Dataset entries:
========
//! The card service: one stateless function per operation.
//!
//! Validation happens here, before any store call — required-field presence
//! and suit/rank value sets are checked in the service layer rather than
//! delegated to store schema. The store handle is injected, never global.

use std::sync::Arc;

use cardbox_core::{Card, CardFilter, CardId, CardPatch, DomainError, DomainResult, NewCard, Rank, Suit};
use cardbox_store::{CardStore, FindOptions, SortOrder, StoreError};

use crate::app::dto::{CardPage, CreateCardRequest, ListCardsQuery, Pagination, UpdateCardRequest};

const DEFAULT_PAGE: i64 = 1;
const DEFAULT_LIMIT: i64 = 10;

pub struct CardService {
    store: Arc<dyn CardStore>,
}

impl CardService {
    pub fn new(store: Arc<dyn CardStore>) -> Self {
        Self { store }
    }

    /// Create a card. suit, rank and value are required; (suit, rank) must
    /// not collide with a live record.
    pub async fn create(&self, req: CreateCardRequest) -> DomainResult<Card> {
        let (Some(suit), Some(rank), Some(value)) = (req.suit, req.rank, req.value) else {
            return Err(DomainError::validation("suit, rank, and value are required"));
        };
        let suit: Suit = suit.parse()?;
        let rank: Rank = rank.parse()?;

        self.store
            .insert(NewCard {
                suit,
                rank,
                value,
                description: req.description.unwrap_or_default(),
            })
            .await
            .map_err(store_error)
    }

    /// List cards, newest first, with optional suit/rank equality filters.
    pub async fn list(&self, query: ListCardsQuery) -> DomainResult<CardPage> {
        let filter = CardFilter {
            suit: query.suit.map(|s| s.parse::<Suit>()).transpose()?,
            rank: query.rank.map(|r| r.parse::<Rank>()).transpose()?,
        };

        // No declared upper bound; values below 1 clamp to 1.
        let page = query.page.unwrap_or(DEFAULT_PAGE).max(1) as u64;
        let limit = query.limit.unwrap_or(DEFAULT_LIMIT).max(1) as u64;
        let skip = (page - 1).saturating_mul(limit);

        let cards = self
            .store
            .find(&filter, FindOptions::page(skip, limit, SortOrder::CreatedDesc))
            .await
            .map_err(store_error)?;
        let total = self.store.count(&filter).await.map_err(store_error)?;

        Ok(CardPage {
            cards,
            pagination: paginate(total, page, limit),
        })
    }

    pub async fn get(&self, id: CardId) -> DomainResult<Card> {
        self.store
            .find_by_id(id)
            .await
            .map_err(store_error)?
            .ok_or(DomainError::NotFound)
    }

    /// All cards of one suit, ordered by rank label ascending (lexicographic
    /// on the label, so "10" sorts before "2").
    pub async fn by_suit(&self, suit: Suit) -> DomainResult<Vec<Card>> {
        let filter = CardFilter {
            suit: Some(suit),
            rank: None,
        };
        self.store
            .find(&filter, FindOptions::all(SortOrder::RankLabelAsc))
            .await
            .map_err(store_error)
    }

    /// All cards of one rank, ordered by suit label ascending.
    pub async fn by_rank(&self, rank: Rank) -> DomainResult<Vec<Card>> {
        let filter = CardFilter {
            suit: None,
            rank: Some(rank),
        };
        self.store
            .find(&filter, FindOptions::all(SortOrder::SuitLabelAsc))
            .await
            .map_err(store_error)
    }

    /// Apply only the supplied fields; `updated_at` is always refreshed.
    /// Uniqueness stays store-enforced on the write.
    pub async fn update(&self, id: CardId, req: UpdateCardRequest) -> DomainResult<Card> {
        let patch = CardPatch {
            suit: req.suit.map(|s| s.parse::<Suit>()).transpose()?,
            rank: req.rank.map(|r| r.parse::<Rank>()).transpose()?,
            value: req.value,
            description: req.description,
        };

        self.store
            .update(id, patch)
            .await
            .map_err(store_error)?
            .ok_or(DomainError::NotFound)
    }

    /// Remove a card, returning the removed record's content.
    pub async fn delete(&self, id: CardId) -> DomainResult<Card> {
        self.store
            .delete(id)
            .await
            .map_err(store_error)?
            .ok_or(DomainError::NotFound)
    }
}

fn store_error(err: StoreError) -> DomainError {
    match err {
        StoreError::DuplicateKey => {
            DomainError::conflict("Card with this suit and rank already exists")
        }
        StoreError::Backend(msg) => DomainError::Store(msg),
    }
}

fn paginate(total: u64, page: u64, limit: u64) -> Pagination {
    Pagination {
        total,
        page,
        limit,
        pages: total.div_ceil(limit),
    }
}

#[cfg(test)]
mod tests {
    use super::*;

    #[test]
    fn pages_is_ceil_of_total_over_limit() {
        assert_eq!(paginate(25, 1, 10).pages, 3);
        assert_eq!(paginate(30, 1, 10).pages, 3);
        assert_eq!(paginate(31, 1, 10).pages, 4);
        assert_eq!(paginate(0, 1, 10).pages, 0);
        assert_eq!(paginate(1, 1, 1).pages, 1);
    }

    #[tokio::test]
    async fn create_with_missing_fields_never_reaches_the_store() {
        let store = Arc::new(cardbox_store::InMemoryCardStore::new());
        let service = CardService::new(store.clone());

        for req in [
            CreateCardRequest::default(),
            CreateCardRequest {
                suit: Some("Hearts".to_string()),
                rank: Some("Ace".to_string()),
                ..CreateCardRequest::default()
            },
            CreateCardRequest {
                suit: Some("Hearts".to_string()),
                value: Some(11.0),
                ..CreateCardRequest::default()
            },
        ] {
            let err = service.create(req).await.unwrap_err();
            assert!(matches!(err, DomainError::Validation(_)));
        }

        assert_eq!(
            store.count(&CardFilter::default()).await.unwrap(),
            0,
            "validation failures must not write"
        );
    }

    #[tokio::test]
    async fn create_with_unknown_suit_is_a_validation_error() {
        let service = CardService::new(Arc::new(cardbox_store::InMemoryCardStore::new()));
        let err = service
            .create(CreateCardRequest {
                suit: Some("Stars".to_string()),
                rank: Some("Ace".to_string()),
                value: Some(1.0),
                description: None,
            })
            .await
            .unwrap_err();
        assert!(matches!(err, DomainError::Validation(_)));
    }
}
========
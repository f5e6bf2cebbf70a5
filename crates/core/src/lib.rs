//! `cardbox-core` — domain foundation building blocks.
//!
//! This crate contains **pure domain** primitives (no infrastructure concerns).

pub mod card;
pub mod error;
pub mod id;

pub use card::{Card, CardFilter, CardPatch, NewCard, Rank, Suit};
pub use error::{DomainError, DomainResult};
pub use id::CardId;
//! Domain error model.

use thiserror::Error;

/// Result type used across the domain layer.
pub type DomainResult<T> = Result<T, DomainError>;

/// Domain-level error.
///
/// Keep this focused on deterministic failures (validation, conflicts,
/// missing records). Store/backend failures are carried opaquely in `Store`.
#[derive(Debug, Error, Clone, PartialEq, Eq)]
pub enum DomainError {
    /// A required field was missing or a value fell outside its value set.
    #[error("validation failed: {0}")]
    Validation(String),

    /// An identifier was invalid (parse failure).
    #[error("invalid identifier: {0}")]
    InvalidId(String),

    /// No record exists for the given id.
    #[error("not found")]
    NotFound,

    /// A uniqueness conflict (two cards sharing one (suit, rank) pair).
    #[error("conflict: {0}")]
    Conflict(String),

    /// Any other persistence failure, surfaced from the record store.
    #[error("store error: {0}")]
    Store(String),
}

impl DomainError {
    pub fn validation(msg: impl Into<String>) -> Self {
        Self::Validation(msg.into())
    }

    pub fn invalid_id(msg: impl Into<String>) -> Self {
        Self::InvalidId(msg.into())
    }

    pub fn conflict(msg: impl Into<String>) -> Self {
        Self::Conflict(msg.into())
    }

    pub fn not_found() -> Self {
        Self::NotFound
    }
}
========
▶ The task
Of the lines above, show those in which "DomainResult" appears.

▶ Task result
use cardbox_core::{Card, CardFilter, CardId, CardPatch, DomainError, DomainResult, NewCard, Rank, Suit};
    pub async fn create(&self, req: CreateCardRequest) -> DomainResult<Card> {
    pub async fn list(&self, query: ListCardsQuery) -> DomainResult<CardPage> {
    pub async fn get(&self, id: CardId) -> DomainResult<Card> {
    pub async fn by_suit(&self, suit: Suit) -> DomainResult<Vec<Card>> {
    pub async fn by_rank(&self, rank: Rank) -> DomainResult<Vec<Card>> {
    pub async fn update(&self, id: CardId, req: UpdateCardRequest) -> DomainResult<Card> {
    pub async fn delete(&self, id: CardId) -> DomainResult<Card> {
pub use error::{DomainError, DomainResult};
pub type DomainResult<T> = Result<T, DomainError>;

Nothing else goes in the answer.